_Given information_.
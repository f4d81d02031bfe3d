//////////////////////////
// main.rs
//////////////////////////
//
// Terminal front end: a board printed after every move, moves typed as
// 'e2e4', and the computer answering through the driver's scheduled turn.

use colored::Colorize;
use std::io::{self, Write};
use std::path::Path;
use tokio::sync::mpsc;
use tracing::{info, warn};
use tracing_subscriber::EnvFilter;

use chess_rules::{
    Color, Difficulty, GameDriver, GameEvent, GameMode, ParseError, PieceKind, Position,
    SessionConfig, TokioScheduler,
};

const CONFIG_PATH: &str = "chess_config.json";

fn load_config() -> SessionConfig {
    if !Path::new(CONFIG_PATH).exists() {
        return SessionConfig::default();
    }
    match SessionConfig::load(CONFIG_PATH) {
        Ok(cfg) => {
            info!(path = CONFIG_PATH, "loaded config");
            cfg
        }
        Err(e) => {
            warn!(error = %e, "falling back to default config");
            SessionConfig::default()
        }
    }
}

/// Accepts "e2e4", "e2 e4" and an optional promotion letter: "e7e8n".
fn parse_move(input: &str) -> Result<(Position, Position, Option<PieceKind>), ParseError> {
    let compact: String = input.split_whitespace().collect();
    if !compact.is_ascii() || (compact.len() != 4 && compact.len() != 5) {
        return Err(ParseError::MoveFormat(input.to_string()));
    }
    let from = compact[0..2].parse()?;
    let to = compact[2..4].parse()?;
    let promotion = match compact.get(4..) {
        Some(rest) if !rest.is_empty() => Some(PieceKind::promotion_from_str(rest)),
        _ => None,
    };
    Ok((from, to, promotion))
}

fn read_line() -> Option<String> {
    let _ = io::stdout().flush();
    let mut line = String::new();
    match io::stdin().read_line(&mut line) {
        Ok(0) | Err(_) => None,
        Ok(_) => Some(line.trim().to_string()),
    }
}

fn print_event(event: &GameEvent) {
    match event {
        GameEvent::Moved(record) => {
            let verb = if record.captured.is_some() { "takes on" } else { "to" };
            print!(
                "{} {} {} {} {}",
                record.piece.color,
                record.piece.kind,
                record.mv.from,
                verb,
                record.mv.to
            );
            if let Some(kind) = record.promoted_to {
                print!(" (promotes to {})", kind);
            }
            println!();
        }
        GameEvent::Check(color) => {
            println!("{}", format!("CHECK – {} King in danger", color).yellow().bold())
        }
        GameEvent::GameOver { message, .. } => println!("{}", message.bright_red().bold()),
        GameEvent::Restarted => println!("{}", "New game. White's Turn".green()),
        GameEvent::PromotionRequired { .. } => {}
    }
}

fn drain(rx: &mut mpsc::UnboundedReceiver<GameEvent>) {
    while let Ok(event) = rx.try_recv() {
        print_event(&event);
    }
}

/// Waits for the computer's reply, printing everything that arrives.
async fn await_computer(rx: &mut mpsc::UnboundedReceiver<GameEvent>) {
    while let Some(event) = rx.recv().await {
        print_event(&event);
        if matches!(event, GameEvent::Moved(_)) {
            break;
        }
    }
    drain(rx);
}

async fn play_game(mut config: SessionConfig, mode: GameMode) {
    config.mode = mode;
    let (tx, mut rx) = mpsc::unbounded_channel();
    let driver = GameDriver::from_config(&config, TokioScheduler::current(), move |e: &GameEvent| {
        let _ = tx.send(e.clone());
    });

    if mode == GameMode::HumanVsComputer {
        println!("Playing against the computer (it plays {}).", config.computer_color);
        if driver.with_session(|s| s.pending_ai_turn()).is_some() {
            driver.start();
            await_computer(&mut rx).await;
        }
    }

    loop {
        driver.with_session(|s| {
            println!("\n{}", s.board());
            println!("{}", s.status_text().bold());
        });
        if driver.is_game_over() {
            println!("Type 'restart' for a new game or 'quit' to leave.");
        } else {
            print!("Move (e.g. 'e2e4'), 'moves e2', 'restart' or 'quit': ");
        }
        let line = match read_line() {
            Some(line) => line,
            None => break,
        };

        match line.as_str() {
            "" => continue,
            "quit" => break,
            "restart" => {
                driver.restart();
                drain(&mut rx);
                if driver.with_session(|s| s.is_computer_turn()) {
                    await_computer(&mut rx).await;
                }
                continue;
            }
            cmd if cmd.starts_with("moves ") => {
                match cmd.trim_start_matches("moves ").parse::<Position>() {
                    Ok(from) => {
                        let targets: Vec<String> = driver
                            .legal_destinations(from)
                            .iter()
                            .map(|p| p.to_string())
                            .collect();
                        if targets.is_empty() {
                            println!("No legal moves from {}", from);
                        } else {
                            println!("{} -> {}", from, targets.join(" ").green());
                        }
                    }
                    Err(e) => println!("{}", e.to_string().red()),
                }
                continue;
            }
            _ => {}
        }

        let (from, to, promotion) = match parse_move(&line) {
            Ok(parsed) => parsed,
            Err(e) => {
                println!("{}", e.to_string().red());
                continue;
            }
        };

        let mut outcome = match promotion {
            Some(kind) => driver.apply_move(from, to, Some(kind)),
            None => driver.request_move(from, to),
        };
        if outcome.promotion_required {
            print!("Promote to (queen, rook, bishop, knight): ");
            let choice = read_line().unwrap_or_default();
            outcome = driver.complete_promotion(&choice);
        }
        drain(&mut rx);

        if let Some(reason) = &outcome.rejection {
            println!("{}", format!("Move error: {}", reason).red());
            continue;
        }
        if outcome.ai_turn.is_some() {
            println!("{}", "Computer thinking...".dimmed());
            await_computer(&mut rx).await;
        }
    }
}

#[tokio::main]
async fn main() {
    tracing_subscriber::fmt()
        .with_env_filter(
            EnvFilter::try_from_default_env().unwrap_or_else(|_| EnvFilter::new("info")),
        )
        .init();

    let config = load_config();
    println!("{}", "Chess".bright_magenta().bold());

    loop {
        println!("\nCommands:");
        println!("  play human                   - Two players at one terminal");
        println!("  play computer [level] [side]  - Play against the computer");
        println!("                                  level: easy|medium|hard, side: white|black");
        println!("  quit                         - Exit");
        print!("> ");

        let line = match read_line() {
            Some(line) => line,
            None => break,
        };
        let mut words = line.split_whitespace();
        match (words.next(), words.next()) {
            (Some("quit"), _) => break,
            (Some("play"), Some("human")) => play_game(config.clone(), GameMode::HumanVsHuman).await,
            (Some("play"), Some("computer")) => {
                let mut cfg = config.clone();
                for word in words {
                    match word {
                        "white" => cfg.computer_color = Color::Black,
                        "black" => cfg.computer_color = Color::White,
                        level => match level.parse::<Difficulty>() {
                            Ok(d) => cfg.difficulty = Some(d),
                            Err(e) => println!("{}", e.to_string().red()),
                        },
                    }
                }
                play_game(cfg, GameMode::HumanVsComputer).await;
            }
            (None, _) => continue,
            _ => println!("Unknown command: {}", line),
        }
    }
    println!("Goodbye!");
}

#[cfg(test)]
mod tests {
    use super::*;

    #[test]
    fn parses_coordinate_moves() {
        let (from, to, promo) = parse_move("e2e4").unwrap();
        assert_eq!(from, Position::new(6, 4));
        assert_eq!(to, Position::new(4, 4));
        assert_eq!(promo, None);

        let (_, _, promo) = parse_move("e7 e8 n").unwrap();
        assert_eq!(promo, Some(PieceKind::Knight));

        let (_, _, promo) = parse_move("e7e8x").unwrap();
        assert_eq!(promo, Some(PieceKind::Queen));

        assert!(parse_move("e2").is_err());
        assert!(parse_move("z2e4").is_err());
    }
}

_What the task requires_.
The whole listing needs copying. Write it out exactly.

_Response to the exercise_.
repository f4d81d02031bfe3d
//////////////////////////
// main.rs
//////////////////////////
//
// Terminal front end: a board printed after every move, moves typed as
// 'e2e4', and the computer answering through the driver's scheduled turn.

use colored::Colorize;
use std::io::{self, Write};
use std::path::Path;
use tokio::sync::mpsc;
use tracing::{info, warn};
use tracing_subscriber::EnvFilter;

use chess_rules::{
    Color, Difficulty, GameDriver, GameEvent, GameMode, ParseError, PieceKind, Position,
    SessionConfig, TokioScheduler,
};

const CONFIG_PATH: &str = "chess_config.json";

fn load_config() -> SessionConfig {
    if !Path::new(CONFIG_PATH).exists() {
        return SessionConfig::default();
    }
    match SessionConfig::load(CONFIG_PATH) {
        Ok(cfg) => {
            info!(path = CONFIG_PATH, "loaded config");
            cfg
        }
        Err(e) => {
            warn!(error = %e, "falling back to default config");
            SessionConfig::default()
        }
    }
}

/// Accepts "e2e4", "e2 e4" and an optional promotion letter: "e7e8n".
fn parse_move(input: &str) -> Result<(Position, Position, Option<PieceKind>), ParseError> {
    let compact: String = input.split_whitespace().collect();
    if !compact.is_ascii() || (compact.len() != 4 && compact.len() != 5) {
        return Err(ParseError::MoveFormat(input.to_string()));
    }
    let from = compact[0..2].parse()?;
    let to = compact[2..4].parse()?;
    let promotion = match compact.get(4..) {
        Some(rest) if !rest.is_empty() => Some(PieceKind::promotion_from_str(rest)),
        _ => None,
    };
    Ok((from, to, promotion))
}

fn read_line() -> Option<String> {
    let _ = io::stdout().flush();
    let mut line = String::new();
    match io::stdin().read_line(&mut line) {
        Ok(0) | Err(_) => None,
        Ok(_) => Some(line.trim().to_string()),
    }
}

fn print_event(event: &GameEvent) {
    match event {
        GameEvent::Moved(record) => {
            let verb = if record.captured.is_some() { "takes on" } else { "to" };
            print!(
                "{} {} {} {} {}",
                record.piece.color,
                record.piece.kind,
                record.mv.from,
                verb,
                record.mv.to
            );
            if let Some(kind) = record.promoted_to {
                print!(" (promotes to {})", kind);
            }
            println!();
        }
        GameEvent::Check(color) => {
            println!("{}", format!("CHECK – {} King in danger", color).yellow().bold())
        }
        GameEvent::GameOver { message, .. } => println!("{}", message.bright_red().bold()),
        GameEvent::Restarted => println!("{}", "New game. White's Turn".green()),
        GameEvent::PromotionRequired { .. } => {}
    }
}

fn drain(rx: &mut mpsc::UnboundedReceiver<GameEvent>) {
    while let Ok(event) = rx.try_recv() {
        print_event(&event);
    }
}

/// Waits for the computer's reply, printing everything that arrives.
async fn await_computer(rx: &mut mpsc::UnboundedReceiver<GameEvent>) {
    while let Some(event) = rx.recv().await {
        print_event(&event);
        if matches!(event, GameEvent::Moved(_)) {
            break;
        }
    }
    drain(rx);
}

async fn play_game(mut config: SessionConfig, mode: GameMode) {
    config.mode = mode;
    let (tx, mut rx) = mpsc::unbounded_channel();
    let driver = GameDriver::from_config(&config, TokioScheduler::current(), move |e: &GameEvent| {
        let _ = tx.send(e.clone());
    });

    if mode == GameMode::HumanVsComputer {
        println!("Playing against the computer (it plays {}).", config.computer_color);
        if driver.with_session(|s| s.pending_ai_turn()).is_some() {
            driver.start();
            await_computer(&mut rx).await;
        }
    }

    loop {
        driver.with_session(|s| {
            println!("\n{}", s.board());
            println!("{}", s.status_text().bold());
        });
        if driver.is_game_over() {
            println!("Type 'restart' for a new game or 'quit' to leave.");
        } else {
            print!("Move (e.g. 'e2e4'), 'moves e2', 'restart' or 'quit': ");
        }
        let line = match read_line() {
            Some(line) => line,
            None => break,
        };

        match line.as_str() {
            "" => continue,
            "quit" => break,
            "restart" => {
                driver.restart();
                drain(&mut rx);
                if driver.with_session(|s| s.is_computer_turn()) {
                    await_computer(&mut rx).await;
                }
                continue;
            }
            cmd if cmd.starts_with("moves ") => {
                match cmd.trim_start_matches("moves ").parse::<Position>() {
                    Ok(from) => {
                        let targets: Vec<String> = driver
                            .legal_destinations(from)
                            .iter()
                            .map(|p| p.to_string())
                            .collect();
                        if targets.is_empty() {
                            println!("No legal moves from {}", from);
                        } else {
                            println!("{} -> {}", from, targets.join(" ").green());
                        }
                    }
                    Err(e) => println!("{}", e.to_string().red()),
                }
                continue;
            }
            _ => {}
        }

        let (from, to, promotion) = match parse_move(&line) {
            Ok(parsed) => parsed,
            Err(e) => {
                println!("{}", e.to_string().red());
                continue;
            }
        };

        let mut outcome = match promotion {
            Some(kind) => driver.apply_move(from, to, Some(kind)),
            None => driver.request_move(from, to),
        };
        if outcome.promotion_required {
            print!("Promote to (queen, rook, bishop, knight): ");
            let choice = read_line().unwrap_or_default();
            outcome = driver.complete_promotion(&choice);
        }
        drain(&mut rx);

        if let Some(reason) = &outcome.rejection {
            println!("{}", format!("Move error: {}", reason).red());
            continue;
        }
        if outcome.ai_turn.is_some() {
            println!("{}", "Computer thinking...".dimmed());
            await_computer(&mut rx).await;
        }
    }
}

#[tokio::main]
async fn main() {
    tracing_subscriber::fmt()
        .with_env_filter(
            EnvFilter::try_from_default_env().unwrap_or_else(|_| EnvFilter::new("info")),
        )
        .init();

    let config = load_config();
    println!("{}", "Chess".bright_magenta().bold());

    loop {
        println!("\nCommands:");
        println!("  play human                   - Two players at one terminal");
        println!("  play computer [level] [side]  - Play against the computer");
        println!("                                  level: easy|medium|hard, side: white|black");
        println!("  quit                         - Exit");
        print!("> ");

        let line = match read_line() {
            Some(line) => line,
            None => break,
        };
        let mut words = line.split_whitespace();
        match (words.next(), words.next()) {
            (Some("quit"), _) => break,
            (Some("play"), Some("human")) => play_game(config.clone(), GameMode::HumanVsHuman).await,
            (Some("play"), Some("computer")) => {
                let mut cfg = config.clone();
                for word in words {
                    match word {
                        "white" => cfg.computer_color = Color::Black,
                        "black" => cfg.computer_color = Color::White,
                        level => match level.parse::<Difficulty>() {
                            Ok(d) => cfg.difficulty = Some(d),
                            Err(e) => println!("{}", e.to_string().red()),
                        },
                    }
                }
                play_game(cfg, GameMode::HumanVsComputer).await;
            }
            (None, _) => continue,
            _ => println!("Unknown command: {}", line),
        }
    }
    println!("Goodbye!");
}

#[cfg(test)]
mod tests {
    use super::*;

    #[test]
    fn parses_coordinate_moves() {
        let (from, to, promo) = parse_move("e2e4").unwrap();
        assert_eq!(from, Position::new(6, 4));
        assert_eq!(to, Position::new(4, 4));
        assert_eq!(promo, None);

        let (_, _, promo) = parse_move("e7 e8 n").unwrap();
        assert_eq!(promo, Some(PieceKind::Knight));

        let (_, _, promo) = parse_move("e7e8x").unwrap();
        assert_eq!(promo, Some(PieceKind::Queen));

        assert!(parse_move("e2").is_err());
        assert!(parse_move("z2e4").is_err());
    }
}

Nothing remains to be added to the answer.